Julie’s Week 2: Slouching Toward Paleo

When it comes to my health, I’m not where I want to be. In fact, I don’t think I’ve ever been where I want to be.

Beachside elegance.

Beachside elegance.

Every year of my childhood I grew at least two or three inches, and by the time I was 14 I was at my full adult height of 5′ 10″. The thing about tall people is that they’re just bigger all over, and as a 170 lb. teenage giantess in 1994, it was incredibly hard to find stylish clothing that fit. Flood pants and shapeless rock band t-shirts were my staples, and I paired them with glitter-painted Chuck Taylors and a nondescript bob haircut, which I constantly dyed an off-putting shade of drugstore auburn. Though I hid it, I desperately wanted to be beautiful and glamorous, but in reality I was plain and, as a childhood frienemy passive-aggressively said, “plump.” Around this time I began to experience the clinical depression that would follow me for life, and commenced my abusive relationship with food.

I think I started my first “diet” when I was 13 or 14. The longest period of weight loss I was able to sustain was in the 14 months after I graduated from college and worked as a legal assistant at a firm that paid for employees’ gym memberships. I had nothing to do in the evenings (no school!) so I worked out, then cooked adventurous dinners from whatever ingredients I could afford to buy at Whole Foods that week. I spent the rest of my disposable income on magazines and kitten heels from Banana Republic, and for the first time in my life felt that being a hot babe was within my reach.

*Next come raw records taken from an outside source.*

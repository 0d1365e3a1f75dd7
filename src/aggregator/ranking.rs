//! Ranking snapshots and their TTL cache
//!
//! Ranking reads vastly outnumber writes (polling clients), so the sorted
//! view is memoized for a bounded interval instead of recomputed per read.
//! Staleness of at most the TTL is the explicit contract.

use std::sync::Arc;
use std::time::{Duration, Instant};

use anyhow::Result;
use chrono::{DateTime, Utc};
use tokio::sync::RwLock;

use crate::countries::CountryCode;

use super::ClickAggregator;

#[derive(Debug, Clone)]
pub struct RankingEntry {
    pub country: CountryCode,
    pub clicks: u64,
}

/// Immutable point-in-time view of the leaderboard.
#[derive(Debug, Clone)]
pub struct RankingSnapshot {
    /// Sorted descending by clicks, ties by country code ascending,
    /// capped at the configured top-N.
    pub entries: Vec<RankingEntry>,
    pub total_clicks: u64,
    /// Countries with at least one click, before the top-N cap.
    pub participating_countries: usize,
    pub generated_at: DateTime<Utc>,
}

struct CachedRanking {
    snapshot: Arc<RankingSnapshot>,
    fetched_at: Instant,
}

pub struct RankingCache {
    aggregator: ClickAggregator,
    ttl: Duration,
    cached: RwLock<Option<CachedRanking>>,
}

impl RankingCache {
    pub fn new(aggregator: ClickAggregator, ttl: Duration) -> Self {
        Self {
            aggregator,
            ttl,
            cached: RwLock::new(None),
        }
    }

    /// Return the cached snapshot while fresh, otherwise recompute.
    ///
    /// Concurrent misses collapse behind the write lock so the aggregator
    /// sees at most one snapshot request per expiry.
    pub async fn get(&self) -> Result<Arc<RankingSnapshot>> {
        {
            let cached = self.cached.read().await;
            if let Some(entry) = cached.as_ref() {
                if entry.fetched_at.elapsed() < self.ttl {
                    return Ok(Arc::clone(&entry.snapshot));
                }
            }
        }

        let mut cached = self.cached.write().await;
        // Another task may have refreshed while we waited for the lock
        if let Some(entry) = cached.as_ref() {
            if entry.fetched_at.elapsed() < self.ttl {
                return Ok(Arc::clone(&entry.snapshot));
            }
        }

        let snapshot = Arc::new(self.aggregator.snapshot().await?);
        *cached = Some(CachedRanking {
            snapshot: Arc::clone(&snapshot),
            fetched_at: Instant::now(),
        });
        Ok(snapshot)
    }
}
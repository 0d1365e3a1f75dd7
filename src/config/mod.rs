use serde::{Deserialize, Serialize};

use crate::countries::CountryCode;

#[derive(Debug, Clone, Serialize, Deserialize)]
pub struct Config {
    pub server: ServerConfig,
    pub persistence: PersistenceConfig,
    pub resolver: ResolverConfig,
    pub ranking: RankingConfig,
}

#[derive(Debug, Clone, Serialize, Deserialize)]
pub struct ServerConfig {
    pub host: String,
    pub port: u16,
}

#[derive(Debug, Clone, Serialize, Deserialize)]
#[serde(rename_all = "lowercase")]
pub enum PersistenceBackend {
    File,
    Sqlite,
}

#[derive(Debug, Clone, Serialize, Deserialize)]
pub struct PersistenceConfig {
    pub backend: PersistenceBackend,
    /// File path for the file backend, sqlx URL for the sqlite backend.
    pub url: String,
    pub save_interval_secs: u64,
}

#[derive(Debug, Clone, Serialize, Deserialize)]
pub struct ResolverConfig {
    /// Country attributed to loopback/private addresses. `None` uses the
    /// `Local` sentinel instead of a real country.
    pub local_country: Option<CountryCode>,
    pub geoip_db_path: Option<String>,
    pub remote_apis_enabled: bool,
    pub remote_timeout_secs: u64,
    pub heuristic_fallback: bool,
    pub cache_ttl_secs: u64,
    pub cache_max_entries: u64,
}

#[derive(Debug, Clone, Serialize, Deserialize)]
pub struct RankingConfig {
    pub ttl_secs: u64,
    pub top_n: usize,
}

fn env_or<T: std::str::FromStr>(key: &str, default: T) -> T {
    match std::env::var(key) {
        Ok(value) => value.parse().unwrap_or_else(|_| {
            tracing::warn!("Invalid value for {key}, using default");
            default
        }),
        Err(_) => default,
    }
}

fn env_bool(key: &str, default: bool) -> bool {
    std::env::var(key)
        .map(|v| matches!(v.to_lowercase().as_str(), "true" | "1" | "yes"))
        .unwrap_or(default)
}

impl Config {
    pub fn from_env() -> anyhow::Result<Self> {
        dotenvy::dotenv().ok();

        let host = std::env::var("HOST").unwrap_or_else(|_| "0.0.0.0".to_string());
        let port = env_or("PORT", 3000u16);

        let backend_str =
            std::env::var("PERSISTENCE_BACKEND").unwrap_or_else(|_| "file".to_string());
        let backend = match backend_str.to_lowercase().as_str() {
            "sqlite" => PersistenceBackend::Sqlite,
            "file" => PersistenceBackend::File,
            other => {
                tracing::warn!(
                    "Unknown PERSISTENCE_BACKEND '{other}', falling back to 'file'. Supported values: file, sqlite"
                );
                PersistenceBackend::File
            }
        };

        let url = std::env::var("PERSISTENCE_URL").unwrap_or_else(|_| match backend {
            PersistenceBackend::File => "./clicks.json".to_string(),
            PersistenceBackend::Sqlite => "sqlite://./oiia.db?mode=rwc".to_string(),
        });

        // Empty LOCAL_COUNTRY disables the default and keeps the sentinel
        let local_country = match std::env::var("LOCAL_COUNTRY") {
            Ok(value) if value.is_empty() => None,
            Ok(value) => match CountryCode::from_iso(&value) {
                Some(code) => Some(code),
                None => {
                    tracing::warn!(
                        "LOCAL_COUNTRY '{value}' is not a 2-letter code, using default KR"
                    );
                    CountryCode::from_iso("KR")
                }
            },
            Err(_) => CountryCode::from_iso("KR"),
        };

        Ok(Config {
            server: ServerConfig { host, port },
            persistence: PersistenceConfig {
                backend,
                url,
                save_interval_secs: env_or("SAVE_INTERVAL_SECS", 5),
            },
            resolver: ResolverConfig {
                local_country,
                geoip_db_path: std::env::var("GEOIP_DB_PATH").ok(),
                remote_apis_enabled: env_bool("GEO_API_ENABLED", true),
                remote_timeout_secs: env_or("GEO_API_TIMEOUT_SECS", 5),
                heuristic_fallback: env_bool("GEO_HEURISTIC_FALLBACK", false),
                cache_ttl_secs: env_or("RESOLVER_CACHE_TTL_SECS", 3600),
                cache_max_entries: env_or("RESOLVER_CACHE_MAX_ENTRIES", 10_000),
            },
            ranking: RankingConfig {
                ttl_secs: env_or("RANKING_TTL_SECS", 10),
                top_n: env_or("RANKING_TOP_N", 10),
            },
        })
    }
}
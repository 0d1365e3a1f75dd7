//! Deterministic octet-hash fallback
//!
//! Buckets an IP into a fixed country list by hashing its raw bytes. This
//! is a low-confidence guess, not geolocation; it exists so deployments
//! without any working strategy can still spread clicks across the board
//! instead of piling everything on UNKNOWN. Disabled by default.

use std::net::IpAddr;

use async_trait::async_trait;
use sha2::{Digest, Sha256};

use crate::countries::CountryCode;

use super::ResolveStrategy;

const BUCKETS: [&str; 16] = [
    "US", "KR", "JP", "DE", "GB", "FR", "BR", "IN", "CA", "AU", "NL", "SE", "ES", "IT", "MX", "PL",
];

pub struct OctetHashStrategy;

#[async_trait]
impl ResolveStrategy for OctetHashStrategy {
    fn name(&self) -> &'static str {
        "octet-hash"
    }

    async fn resolve(&self, ip: IpAddr) -> Option<CountryCode> {
        let digest = match ip {
            IpAddr::V4(addr) => Sha256::digest(addr.octets()),
            IpAddr::V6(addr) => Sha256::digest(addr.octets()),
        };
        let bucket = BUCKETS[usize::from(digest[0]) % BUCKETS.len()];
        CountryCode::from_iso(bucket)
    }
}
use axum::{
    routing::{get, post},
    Router,
};
use std::sync::Arc;
use tower_http::cors::{Any, CorsLayer};

use super::handlers::{get_ranking, health_check, record_click, AppState};

pub fn create_router(state: Arc<AppState>) -> Router {
    // The game page is served from arbitrary origins (static hosting), so
    // the API stays wide open like the original
    let cors = CorsLayer::new()
        .allow_origin(Any)
        .allow_methods(Any)
        .allow_headers(Any);

    Router::new()
        .route("/api/click", post(record_click))
        .route("/api/ranking", get(get_ranking))
        .route("/api/rankings", get(get_ranking))
        .route("/health", get(health_check))
        .layer(cors)
        .with_state(state)
}
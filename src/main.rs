mod commands;

use std::path::PathBuf;
use std::time::Duration;

use anyhow::Result;
use clap::{Parser, Subcommand};
use tracing_subscriber::EnvFilter;

use gratchain::chain::amount::DEFAULT_TIP;
use gratchain::context::{AppContext, SenderKind, Settings};
use gratchain::models::Category;

use crate::commands::batch::BatchOptions;

#[derive(Parser, Debug)]
#[command(name = "gratchain")]
#[command(about = "GratChain tipping CLI", long_about = None)]
struct Cli {
    #[arg(long, default_value = "gratchain.db")]
    db_path: String,

    /// JSON file with creators; the built-in list is used otherwise.
    #[arg(long, env = "GRATCHAIN_CREATORS")]
    creators_file: Option<PathBuf>,

    /// Connected wallet account. Without it nothing can be tipped.
    #[arg(long, env = "GRATCHAIN_WALLET")]
    wallet: Option<String>,

    /// 84532 = Base Sepolia, 8453 = Base.
    #[arg(long, env = "GRATCHAIN_CHAIN_ID", default_value_t = 84532)]
    chain_id: u64,

    #[arg(long, env = "GRATCHAIN_TIP_DELAY_MS", default_value_t = 2000)]
    tip_delay_ms: u64,

    #[arg(long, value_enum, default_value = "simulated")]
    sender: SenderKind,

    /// Simulated tips to these addresses fail (repeatable).
    #[arg(long = "fail-recipient")]
    fail_recipients: Vec<String>,

    #[command(subcommand)]
    command: Commands,
}

#[derive(Subcommand, Debug)]
enum Commands {
    List {
        #[arg(long, value_enum)]
        category: Option<Category>,
        #[arg(long)]
        json: bool,
    },
    Show {
        /// Creator id or wallet address.
        creator: String,
    },
    Tip {
        #[arg(long)]
        creator: String,
        #[arg(long, default_value = DEFAULT_TIP)]
        amount: String,
    },
    Batch {
        /// Only creators in this category take part.
        #[arg(long, value_enum)]
        category: Option<Category>,
        #[arg(long)]
        all: bool,
        /// Toggle a creator's selection (repeatable).
        #[arg(long)]
        select: Vec<String>,
        /// `<ID>=<ETH>` (repeatable).
        #[arg(long = "amount")]
        amounts: Vec<String>,
        #[arg(long)]
        step_up: Vec<String>,
        #[arg(long)]
        step_down: Vec<String>,
        #[arg(long)]
        dry_run: bool,
    },
    History {
        #[arg(long)]
        creator: Option<String>,
        #[arg(long, default_value_t = 20)]
        limit: u32,
    },
}

#[tokio::main]
async fn main() -> Result<()> {
    tracing_subscriber::fmt()
        .with_env_filter(EnvFilter::from_default_env())
        .with_target(false)
        .init();

    let cli = Cli::parse();
    let settings = Settings {
        db_path: cli.db_path,
        creators_file: cli.creators_file,
        wallet: cli.wallet,
        chain_id: cli.chain_id,
        tip_delay: Duration::from_millis(cli.tip_delay_ms),
        sender: cli.sender,
        fail_recipients: cli.fail_recipients,
    };
    let ctx = AppContext::build(&settings)?;

    match cli.command {
        Commands::List { category, json } => commands::list::run(&ctx, category, json),
        Commands::Show { creator } => commands::show::run(&ctx, &creator),
        Commands::Tip { creator, amount } => commands::tip::run(&ctx, &creator, &amount).await,
        Commands::Batch {
            category,
            all,
            select,
            amounts,
            step_up,
            step_down,
            dry_run,
        } => {
            let opts = BatchOptions {
                category,
                all,
                select,
                amounts,
                step_up,
                step_down,
                dry_run,
            };
            commands::batch::run(&ctx, &opts).await
        }
        Commands::History { creator, limit } => {
            commands::history::run(&ctx.db, creator.as_deref(), limit)
        }
    }
}
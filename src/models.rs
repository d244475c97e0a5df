use std::fmt;

use serde::{Deserialize, Serialize};

use crate::chain::Address;

#[derive(Debug, Clone, Copy, PartialEq, Eq, Hash, Serialize, Deserialize, clap::ValueEnum)]
#[serde(rename_all = "lowercase")]
pub enum Category {
    Artist,
    Developer,
    Writer,
    Other,
}

impl fmt::Display for Category {
    fn fmt(&self, f: &mut fmt::Formatter<'_>) -> fmt::Result {
        let label = match self {
            Category::Artist => "artist",
            Category::Developer => "developer",
            Category::Writer => "writer",
            Category::Other => "other",
        };
        f.write_str(label)
    }
}

#[derive(Debug, Clone, Default, PartialEq, Eq, Serialize, Deserialize)]
pub struct Socials {
    #[serde(default, skip_serializing_if = "Option::is_none")]
    pub twitter: Option<String>,
    #[serde(default, skip_serializing_if = "Option::is_none")]
    pub farcaster: Option<String>,
    #[serde(default, skip_serializing_if = "Option::is_none")]
    pub github: Option<String>,
}

#[derive(Debug, Clone, PartialEq, Eq, Serialize, Deserialize)]
#[serde(rename_all = "camelCase")]
pub struct Creator {
    pub id: String,
    pub name: String,
    pub username: String,
    pub wallet_address: Address,
    pub bio: String,
    pub avatar: String,
    pub category: Category,
    #[serde(default, skip_serializing_if = "Option::is_none")]
    pub socials: Option<Socials>,
}

#[derive(Debug, Clone)]
pub struct NewTip {
    pub creator_id: String,
    pub creator_name: String,
    pub sender: Address,
    pub recipient: Address,
    pub amount: String,
    pub batch_id: Option<String>,
}

#[derive(Debug, Clone)]
pub struct TipRecord {
    pub id: i64,
    pub creator_id: String,
    pub creator_name: String,
    pub sender: String,
    pub recipient: String,
    pub amount: String,
    pub batch_id: Option<String>,
    pub created_at: String,
}
//! Ether amounts as the UI handles them: decimal strings in, wei out.

use alloy_primitives::U256;
use alloy_primitives::utils::parse_ether;

use super::Amount;

/// 0.001 ETH, the stepper increment and the default tip.
pub const STEP_WEI: Amount = U256::from_limbs([1_000_000_000_000_000, 0, 0, 0]);

pub const DEFAULT_TIP: &str = "0.001";

#[derive(Debug, Clone, PartialEq, Eq, thiserror::Error)]
pub enum AmountError {
    #[error("amount is empty")]
    Empty,
    #[error("amount must not be negative: {0}")]
    Negative(String),
    #[error("amount is not a valid ether value: {0}")]
    Malformed(String),
}

pub fn parse_amount(raw: &str) -> Result<Amount, AmountError> {
    let trimmed = raw.trim();
    if trimmed.is_empty() {
        return Err(AmountError::Empty);
    }
    if trimmed.starts_with('-') {
        return Err(AmountError::Negative(trimmed.to_string()));
    }
    parse_ether(trimmed).map_err(|_| AmountError::Malformed(trimmed.to_string()))
}

/// Formats wei as ether rounded to three decimals, e.g. `0.012`.
pub fn format_eth(amount: Amount) -> String {
    let half_step = STEP_WEI / U256::from(2u64);
    let milli = amount.saturating_add(half_step) / STEP_WEI;
    let thousand = U256::from(1000u64);
    let whole = milli / thousand;
    let frac = (milli % thousand).as_limbs()[0];
    format!("{whole}.{frac:03}")
}

/// Stepper `+` button. Unparsable input counts as zero.
pub fn step_up(raw: &str) -> String {
    let current = parse_amount(raw).unwrap_or(U256::ZERO);
    format_eth(current.saturating_add(STEP_WEI))
}

/// Stepper `-` button, floored at zero.
pub fn step_down(raw: &str) -> String {
    let current = parse_amount(raw).unwrap_or(U256::ZERO);
    format_eth(current.saturating_sub(STEP_WEI))
}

Cue grad school. Cue 60-hour workweeks and $10,000 9-month stipends with no summer support. Cue stacks of papers, to write and to grade. Cue endless anxiety. Cue a lot of beer, and an increasingly heavy smoking habit. Cue a bunch of dead-end relationships and imploding friendships. Cue ten years straight of that, actually. Then, cue waking up at age 33–with a decent academic job and a loving partner, thank god–but with a reconstructed left knee, five new prescriptions I’ll likely have to keep taking for the rest of my life, and a weight gain of about 170 lbs. (yes, you read that right). I got engaged the day after I turned 34, and with a wedding (and a marriage, and a family) on the horizon, I realized that I really, really needed to think seriously about my health and my weight (I completely agree that “thin” does not equal health and beauty and that one can be healthy at any size, but I honestly do not feel healthy at the size I am at. No disrespect meant to anyone else).

Tracking in Evernote.

Tracking in Evernote.

So, here I am, ready to transition–slowly–into a paleo diet. I have been experimenting with paleo for about a year and a half. I attempted a Whole30 last year and it wasn’t a success, mostly because it ended up being too restrictive. But even in my failure, I saw some progress: I wasn’t starving, and my blood sugar didn’t plummet and make me feel nauseous and lightheaded. This week I’m going to do a 50/50 paleo, meaning 50 percent of my food intake will be from non-paleo sources such as grains and dairy. I’m hoping to move up to 60/40, then 70/30, and finally to 80/20, which seems to be a manageable lifestyle for many.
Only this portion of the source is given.